Photo: ARIS MESSINIS/AFP via Getty Images

L’armée russe se livre à des attaques menées sans discrimination lors de l’invasion de l’Ukraine

•      Les recherches d’Amnesty International confirment les violations du droit international humanitaire

•      Les attaques russes pourraient constituer des crimes de guerre

•      Les allégations de la Russie qui affirme utiliser des armes à guidage de précision sont clairement fausses

L’invasion de l’Ukraine par la Russie est marquée par des attaques menées sans discernement contre des zones civiles et des frappes contre des biens protégés tels que des hôpitaux, a déclaré Amnesty International le 25 février 2022, après avoir analysé des informations sur trois attaques qui auraient fait au moins six morts et 12 blessés parmi les civils. Les attaques aveugles violent le droit international humanitaire (les lois de la guerre) et peuvent constituer des crimes de guerre.

« L’armée russe fait preuve d’un mépris flagrant pour la vie des civils en utilisant des missiles balistiques et autres armes explosives à large rayon d’impact dans des zones à forte densité de population. Certaines de ces attaques sont susceptibles de constituer des crimes de guerre. Le gouvernement russe, qui affirme à tort n’utiliser que des armes à guidage de précision, doit assumer la responsabilité de ces actes, a déclaré Agnès Callamard, secrétaire générale d’Amnesty International.

L’armée russe fait preuve d’un mépris flagrant pour la vie des civils en utilisant des missiles balistiques et autres armes explosives à large rayon d’impact dans des zones à forte densité de population

Agnès Callamard, secrétaire générale d'Amnesty International

« Les troupes russes doivent cesser immédiatement de procéder à des attaques sans discernement, en violation des lois de la guerre. Continuer d’utiliser des missiles balistiques et autres armes explosives imprécises causant des victimes parmi les civils est inexcusable. »
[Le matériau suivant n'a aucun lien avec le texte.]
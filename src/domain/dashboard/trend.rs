//! Per-minute volume and revenue trend.

use chrono::{DateTime, Utc};
use serde::Serialize;
use std::collections::BTreeMap;

use super::AppointmentRow;

/// Gap filling stops beyond this many buckets (one day of minutes).
pub const MAX_FILLED_TREND_BUCKETS: i64 = 1_440;

/// One left-closed minute interval `[bucket_start, bucket_start + 1min)`.
#[derive(Debug, Clone, PartialEq, Serialize)]
pub struct TrendBucket {
    pub bucket_start: DateTime<Utc>,
    pub appointments: usize,
    pub revenue: f64,
}

/// Buckets timestamped rows into wall-clock minutes, ascending.
///
/// Rows without a timestamp do not contribute; with no timestamped rows the
/// trend is empty. Empty minutes between the first and last bucket are
/// emitted as zero buckets unless the span exceeds
/// [`MAX_FILLED_TREND_BUCKETS`].
pub fn minute_trend(rows: &[AppointmentRow]) -> Vec<TrendBucket> {
    let mut minutes: BTreeMap<i64, (usize, f64)> = BTreeMap::new();
    for row in rows {
        if let Some(timestamp) = row.timestamp {
            let minute = timestamp.timestamp().div_euclid(60);
            let entry = minutes.entry(minute).or_insert((0, 0.0));
            entry.0 += 1;
            entry.1 += row.cost;
        }
    }

    let (first, last) = match (minutes.keys().next(), minutes.keys().next_back()) {
        (Some(first), Some(last)) => (*first, *last),
        _ => return Vec::new(),
    };

    let keys: Vec<i64> = if last - first < MAX_FILLED_TREND_BUCKETS {
        (first..=last).collect()
    } else {
        minutes.keys().copied().collect()
    };

    keys.into_iter()
        .filter_map(|minute| {
            let (appointments, revenue) = minutes.get(&minute).copied().unwrap_or((0, 0.0));
            DateTime::<Utc>::from_timestamp(minute * 60, 0).map(|bucket_start| TrendBucket {
                bucket_start,
                appointments,
                revenue,
            })
        })
        .collect()
}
Des attaques menées sans discrimination

Le Laboratoire de preuves du programme Réaction aux crises d’Amnesty International a analysé des éléments de preuve numériques – photos, vidéos et images satellite notamment – concernant trois attaques de ce type menées aux premières heures de l’invasion russe de l’Ukraine, le 24 février, à Vouhledar, Kharkiv et Ouman.

Le Laboratoire de preuves du programme Réaction aux crises d’Amnesty International a analysé des éléments de preuve numériques – photos, vidéos et images satellite notamment – concernant trois attaques de ce type menées aux premières heures de l’invasion russe de l’Ukraine, le 24 février, à Vouhledar, Kharkiv et Ouman.
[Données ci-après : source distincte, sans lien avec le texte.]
//! AppointmentGenerator - synthesizes one appointment per call.
//!
//! All categorical attributes are drawn independently and uniformly from
//! their fixed sets; costs are drawn in whole cents from closed ranges, so
//! generation can never fail. Randomness and time are both injected, which
//! lets tests pin the output for a given seed.

use chrono::{DateTime, Utc};
use rand::rngs::StdRng;
use rand::{Rng, SeedableRng};
use std::ops::RangeInclusive;

use super::{
    Appointment, AppointmentId, AppointmentStatus, City, Department, NewAppointment,
    PaymentMethod, Urgency,
};
use crate::domain::foundation::{Clock, Money, SystemClock};

/// Base cost range in cents ($80.00 - $1,200.00).
pub const BASE_COST_CENTS: RangeInclusive<u64> = 8_000..=120_000;

/// Copay range in cents ($10.00 - $80.00) for payers that carry one.
pub const COPAY_CENTS: RangeInclusive<u64> = 1_000..=8_000;

/// Generator of synthetic appointment events.
pub struct AppointmentGenerator<R, C = SystemClock> {
    rng: R,
    clock: C,
    last_created_at: Option<DateTime<Utc>>,
}

impl AppointmentGenerator<StdRng, SystemClock> {
    /// Generator seeded from OS entropy using the system clock.
    pub fn from_entropy() -> Self {
        Self::new(StdRng::from_entropy(), SystemClock)
    }
}

impl<R: Rng, C: Clock> AppointmentGenerator<R, C> {
    /// Creates a generator over the given random source and clock.
    pub fn new(rng: R, clock: C) -> Self {
        Self {
            rng,
            clock,
            last_created_at: None,
        }
    }

    /// Produces the next appointment.
    ///
    /// `created_at` never moves backwards across calls, even if the clock does.
    pub fn generate(&mut self) -> Appointment {
        let id = AppointmentId::generate(&mut self.rng);
        let department = pick(&mut self.rng, Department::ALL);
        let status = pick(&mut self.rng, AppointmentStatus::ALL);
        let city = pick(&mut self.rng, City::ALL);
        let payment_method = pick(&mut self.rng, PaymentMethod::ALL);
        let urgency = pick(&mut self.rng, Urgency::ALL);

        let base_cost = Money::from_cents(self.rng.gen_range(BASE_COST_CENTS));
        let copay = if payment_method.carries_copay() {
            Money::from_cents(self.rng.gen_range(COPAY_CENTS))
        } else {
            Money::ZERO
        };

        let now = self.clock.now();
        let created_at = match self.last_created_at {
            Some(last) if last > now => last,
            _ => now,
        };
        self.last_created_at = Some(created_at);

        Appointment::new(NewAppointment {
            id,
            status,
            department,
            urgency,
            city,
            payment_method,
            base_cost,
            copay,
            created_at,
        })
    }
}

fn pick<T: Copy, R: Rng + ?Sized>(rng: &mut R, options: &[T]) -> T {
    options[rng.gen_range(0..options.len())]
}

#[cfg(test)]
mod tests {
    use super::*;
    use chrono::{Duration, TimeZone};
    use std::sync::Mutex;

    /// Clock that replays a scripted sequence of instants.
    struct ScriptedClock {
        instants: Mutex<Vec<DateTime<Utc>>>,
    }

    impl ScriptedClock {
        fn new(mut instants: Vec<DateTime<Utc>>) -> Self {
            instants.reverse();
            Self {
                instants: Mutex::new(instants),
            }
        }
    }

    impl Clock for ScriptedClock {
        fn now(&self) -> DateTime<Utc> {
            self.instants.lock().unwrap().pop().expect("script exhausted")
        }
    }

    fn base_time() -> DateTime<Utc> {
        Utc.with_ymd_and_hms(2024, 5, 10, 14, 0, 0).unwrap()
    }

    #[test]
    fn same_seed_produces_identical_events() {
        let clock = ScriptedClock::new(vec![base_time(), base_time()]);
        let mut a = AppointmentGenerator::new(StdRng::seed_from_u64(99), clock);
        let clock = ScriptedClock::new(vec![base_time(), base_time()]);
        let mut b = AppointmentGenerator::new(StdRng::seed_from_u64(99), clock);

        assert_eq!(a.generate(), b.generate());
        assert_eq!(a.generate(), b.generate());
    }

    #[test]
    fn costs_stay_within_ranges() {
        let mut generator = AppointmentGenerator::new(StdRng::seed_from_u64(1), SystemClock);

        for _ in 0..500 {
            let appointment = generator.generate();
            assert!(BASE_COST_CENTS.contains(&appointment.base_cost().cents()));
            if appointment.payment_method().carries_copay() {
                assert!(COPAY_CENTS.contains(&appointment.copay().cents()));
            } else {
                assert!(appointment.copay().is_zero());
            }
            assert!(appointment.total_cost() >= appointment.base_cost());
            assert!(appointment.copay() <= appointment.total_cost());
        }
    }

    #[test]
    fn created_at_never_moves_backwards() {
        let t0 = base_time();
        let clock = ScriptedClock::new(vec![
            t0,
            t0 - Duration::seconds(5),
            t0 + Duration::seconds(3),
        ]);
        let mut generator = AppointmentGenerator::new(StdRng::seed_from_u64(3), clock);

        let first = generator.generate().created_at();
        let second = generator.generate().created_at();
        let third = generator.generate().created_at();

        assert_eq!(first, t0);
        assert_eq!(second, t0);
        assert_eq!(third, t0 + Duration::seconds(3));
    }

    #[test]
    fn every_category_value_eventually_appears() {
        let mut generator = AppointmentGenerator::new(StdRng::seed_from_u64(11), SystemClock);
        let events: Vec<_> = (0..1_000).map(|_| generator.generate()).collect();

        for status in AppointmentStatus::ALL {
            assert!(events.iter().any(|e| e.status() == *status));
        }
        for department in Department::ALL {
            assert!(events.iter().any(|e| e.department() == *department));
        }
        for method in PaymentMethod::ALL {
            assert!(events.iter().any(|e| e.payment_method() == *method));
        }
    }

    #[test]
    fn ids_are_unique_across_a_stream() {
        let mut generator = AppointmentGenerator::new(StdRng::seed_from_u64(5), SystemClock);
        let mut ids: Vec<_> = (0..200).map(|_| generator.generate().id().clone()).collect();
        ids.sort();
        ids.dedup();
        assert_eq!(ids.len(), 200);
    }
}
La frappe la plus meurtrière parmi celles-ci s’est déroulée vers 10h30 heure locale : un missile balistique a atterri près du bâtiment d’un hôpital à Vouhledar, dans la région de Donetsk, dans l’est de l’Ukraine, tuant quatre civil·e·s et en blessant 10 autres. D’après une source locale qui s’est entretenue avec les chercheurs d’Amnesty International, deux femmes et deux hommes sont morts, et six professionnel·le·s de santé comptent parmi les blessés. En analysant les photos des fragments d’armes liés à cette frappe, l’expert en armements d’Amnesty a pu établir qu’il s’agissait d’un missile balistique Tochka 9M79. Ces armes sont extrêmement imprécises et manquent fréquemment leur cible d’un demi-kilomètre ou plus ; elles ne doivent donc jamais être utilisées dans des zones fortement peuplées.

Une autre attaque a été menée vers 8 heures heure locale, dans la région de Kharkiv, dans le nord-est de l’Ukraine. La cible était sans doute la base aérienne de Chuhuiv, située non loin, mais la munition russe a frappé un bâtiment résidentiel, causant un grave incendie et tuant semble-t-il au moins un civil et blessant au moins deux femmes civiles. Le large cratère présent au sol entre les immeubles indique qu’il s’agissait probablement d’un seul gros missile ou d’une seule roquette.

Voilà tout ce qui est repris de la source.